Criminal Enforcement

Nigro said the Antitrust Division is “most concerned” with prosecuting criminal violations of the antitrust laws in the healthcare space. Describing criminal violations as “pernicious antitrust offenses,” he noted that the government’s investigation into “price fixing, bid rigging, and market allocation agreements” in the generic drug industry remains ongoing, having resulted in the guilty pleas of two generic pharmaceutical executives, both of whom have agreed to cooperate in the DOJ’s continued investigation.

Nigro then announced that the Antitrust Division is currently investigating “other potential criminal antitrust violations” in the healthcare industry, including “market allocation agreements among healthcare providers and no-poach agreements restricting competition” for healthcare employees.

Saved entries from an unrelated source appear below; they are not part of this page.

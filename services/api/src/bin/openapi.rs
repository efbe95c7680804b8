//! services/api/src/bin/openapi.rs
//!
//! Writes the installer API's OpenAPI document to `openapi.json`, or to the
//! path given as the first argument.

use api_lib::web::rest::ApiDoc;
use utoipa::OpenApi;

fn generate_spec(
    api_doc: utoipa::openapi::OpenApi,
    path: &str,
) -> Result<(), Box<dyn std::error::Error>> {
    let spec_json = api_doc.to_pretty_json()?;
    std::fs::write(path, spec_json)?;
    println!("OpenAPI document written to {}", path);
    Ok(())
}

fn main() -> Result<(), Box<dyn std::error::Error>> {
    let path = std::env::args()
        .nth(1)
        .unwrap_or_else(|| "openapi.json".to_string());
    generate_spec(ApiDoc::openapi(), &path)
}
pub mod catalog;
pub mod db;
pub mod domains;
pub mod provisioner;

pub use catalog::StaticCatalog;
pub use db::DbAdapter;
pub use domains::ResolverDomainAdapter;
pub use provisioner::Provisioner;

This announcement marks the first occasion that the Antitrust Division has identified the healthcare industry as an area of focus for the policy shift it announced in late 2016, under which the Antitrust Division expressed the government’s intent to criminally prosecute employers and individuals who enter into naked wage-fixing or no-poaching agreements with other employers.[2]

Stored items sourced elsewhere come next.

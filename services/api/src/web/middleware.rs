//! services/api/src/web/middleware.rs
//!
//! Authentication middleware for protecting routes, and the panic handler
//! installed at the edge of the router.

use axum::{
    extract::{Request, State},
    middleware::Next,
    response::{IntoResponse, Response},
};
use kuberstack_core::ports::PortError;
use std::any::Any;
use std::sync::Arc;
use tracing::error;

use crate::auth::Authentication;
use crate::error::ApiError;
use crate::web::state::AppState;

pub const API_KEY_HEADER: &str = "x-api-key";

/// Resolves the `X-Api-Key` header to a `Principal` and inserts it into the
/// request extensions. Missing, unknown and expired tokens are all 401.
pub async fn require_auth(
    State(state): State<Arc<AppState>>,
    mut req: Request,
    next: Next,
) -> Result<Response, ApiError> {
    let token = req
        .headers()
        .get(API_KEY_HEADER)
        .and_then(|v| v.to_str().ok())
        .unwrap_or_default()
        .to_string();

    match state.auth.authenticate(&token).await? {
        Authentication::Principal(principal) => {
            req.extensions_mut().insert(principal);
            Ok(next.run(req).await)
        }
        Authentication::Anonymous | Authentication::Invalid => {
            Err(ApiError::Port(PortError::InvalidToken))
        }
    }
}

/// Turns a panic in any handler into a generic 500. The payload is logged,
/// never returned.
pub fn handle_panic(payload: Box<dyn Any + Send + 'static>) -> Response {
    let detail = payload
        .downcast_ref::<String>()
        .map(String::as_str)
        .or_else(|| payload.downcast_ref::<&str>().copied())
        .unwrap_or("unknown panic payload");
    error!(panic = detail, "Request handler panicked");
    ApiError::Internal("request handler panicked".to_string()).into_response()
}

Under the Trump administration, “combatting rising healthcare prices” will continue to be a priority for the Antitrust Division, Nigro said. “We believe it is important that we use our criminal enforcement authority to police” markets and competition within the healthcare industry, he added.

Civil Actions to Protect Taxpayers

Nigro also announced that the Antitrust Division intends to consider bringing civil actions against violators of U.S. antitrust laws to recover damages on behalf of taxpayers.

Because the federal government “spends a significant part of its budget on healthcare-related fees,” Nigro explained, taxpayers are harmed when the government payee has been the victim of conduct that violates the antitrust laws. Under such circumstances, the government can pursue treble damages under Section 4A of the Clayton Act against companies and individuals alleged to have violated the antitrust laws.

Nigro added that pursuing treble damages through a civil action both “helps deter cartels and other anticompetitive conduct,” and “compensates taxpayers for the harms the government suffers.” As such, the Antitrust Division is “actively considering cases in [the healthcare] industry to bring,” so that “healthcare providers will have even greater incentive to invest in vigorous and effective antitrust compliance.”

Practical Takeaways

In the recent past, the Antitrust Division has not brought many criminal prosecutions against corporations and individuals in the healthcare industry for antitrust violations, but Nigro’s remarks suggest a renewed focus on the industry. These remarks serve as a reminder to those in the healthcare industry to remain vigilant in their compliance with U.S. antitrust laws. Failure to adhere to the antitrust laws can result in significant criminal penalties, such as multimillion-dollar fines for corporations and jail time for individuals, as well as substantial exposure to civil damages. Implementing an antitrust compliance program — or reviewing and revising a pre-existing one to ensure it is current and effective — can significantly reduce the risk of running afoul of the antitrust laws and facing criminal and civil exposure.